Building a Lock-Free Cache-Oblivious B-Tree
Part 0: A Prelude
5/5/2020
I like a challenge.
I also have no idea what I'm doing. I've never really built a formal data structure before, let alone a high-performance concurrent one, and so this blog series will be much less of a how-to and more of a "come along with me" type of journey.
Background
This idea was borne out of a project I was working on last year. We were transitioning the primary key of a very large MySQL table from a plain auto-incrementing id
column to a composite key (e.g. [routing_key, id]
). This netted us somewhere between 4-10x improvements in range reads due to the records being queried together were actually stored together. Who woulda guessed.
The downside of this solution is that it also resulted in a 20-40x decrease in write performance, because of the additional time to seek through the table's B-Tree to find the correct page to insert into (and potentially causing a page split to make room).

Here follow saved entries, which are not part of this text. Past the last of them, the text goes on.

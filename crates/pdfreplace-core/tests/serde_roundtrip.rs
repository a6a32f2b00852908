//! Serde round-trip tests for the types exposed in JSON output.

#![cfg(feature = "serde")]

use pdfreplace_core::*;

fn roundtrip<T>(value: &T)
where
    T: serde::Serialize + serde::de::DeserializeOwned + PartialEq + std::fmt::Debug,
{
    let json = serde_json::to_string(value).expect("serialize failed");
    let restored: T = serde_json::from_str(&json).expect("deserialize failed");
    assert_eq!(*value, restored, "round-trip mismatch for JSON: {json}");
}

#[test]
fn test_serde_bbox() {
    roundtrip(&BBox::new(10.5, 20.25, 100.0, 200.75));
}

#[test]
fn test_serde_color() {
    roundtrip(&Color::new(0.2, 0.4, 0.6));
}

#[test]
fn test_serde_char() {
    let ch = Char {
        text: "A".to_string(),
        bbox: BBox::new(10.0, 20.0, 20.0, 32.0),
        fontname: "ABCDEF+Helvetica-Bold".to_string(),
        size: 12.0,
        color: Color::black(),
        flags: StyleFlags {
            bold: true,
            italic: false,
        },
        upright: true,
        char_code: 65,
    };
    roundtrip(&ch);
}

#[test]
fn test_serde_text_run_and_word() {
    roundtrip(&TextRun {
        text: "Hello".to_string(),
        bbox: BBox::new(0.0, 0.0, 30.0, 12.0),
        font_name: "Times-Roman".to_string(),
        font_size: 12.0,
        color: Color::gray(0.5),
        bold: false,
        italic: true,
    });
    roundtrip(&Word {
        text: "Hello".to_string(),
        bbox: BBox::new(0.0, 0.0, 30.0, 12.0),
    });
}

#[test]
fn test_serde_match_region_and_descriptor() {
    roundtrip(&MatchRegion {
        rect: BBox::new(8.0, 98.0, 122.0, 114.0),
        original_text: "Arunesh".to_string(),
        replacement_text: "Varunesh".to_string(),
    });
    roundtrip(&FontDescriptor::new("ABCDEF+Arial-BoldMT", StyleFlags::default()));
}

#[test]
fn test_serde_json_shape() {
    let json = serde_json::to_value(BBox::new(1.0, 2.0, 3.0, 4.0)).unwrap();
    assert_eq!(json["x0"], 1.0);
    assert_eq!(json["bottom"], 4.0);
}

Given that result, a few thoughts went through my mind:
- Colocating records has massive benefits for query performance and database health
- There can only be one sort order chosen for the row data
- That write penalty is prohibitively expensive on high-insert tables
The Project
That lead me to my latest poorly-thought-through side project. My goal is to build a cache in front of MySQL that builds fully-covering indexes to common queries stored in the sort order of the query. It's philosophically the same as a normal secondary index on the table, but this will be done automatically as it finds "hot" queries. The design of the system suggest there's going to be a lot of data duplication in here, but that's the tradeoff I'm accepting up-front.
MySQL's usage of B-Trees is obviously a great design choice for maximizing the amount of data being read from disk or sent across the wire, but we can do better! Cache-oblivious data structures are a primarily-academic concept that abstracts away the idea of cache block size which can vary wildly from the L1-L3 cache on the CPU, to the system's memory, all the way up to disk storage. Instead, it tries to lay out the data in a way that implicitly optimizes searches down a binary tree. As the search descends down the tree, each branch is contained in a smaller and smaller window of the memory block, eventually leading to some level where all remaining searches in the tree are inside of the cache and now free—like magic!
The Code
Before getting into the MySQL caching bit, which is likely a massive project on its own, I'm starting "small" with the data structure. I picked Rust as my language due to its concurrency-safety guarantees which will hopefully tell me all of the things I'm doing wrong as I try to build this.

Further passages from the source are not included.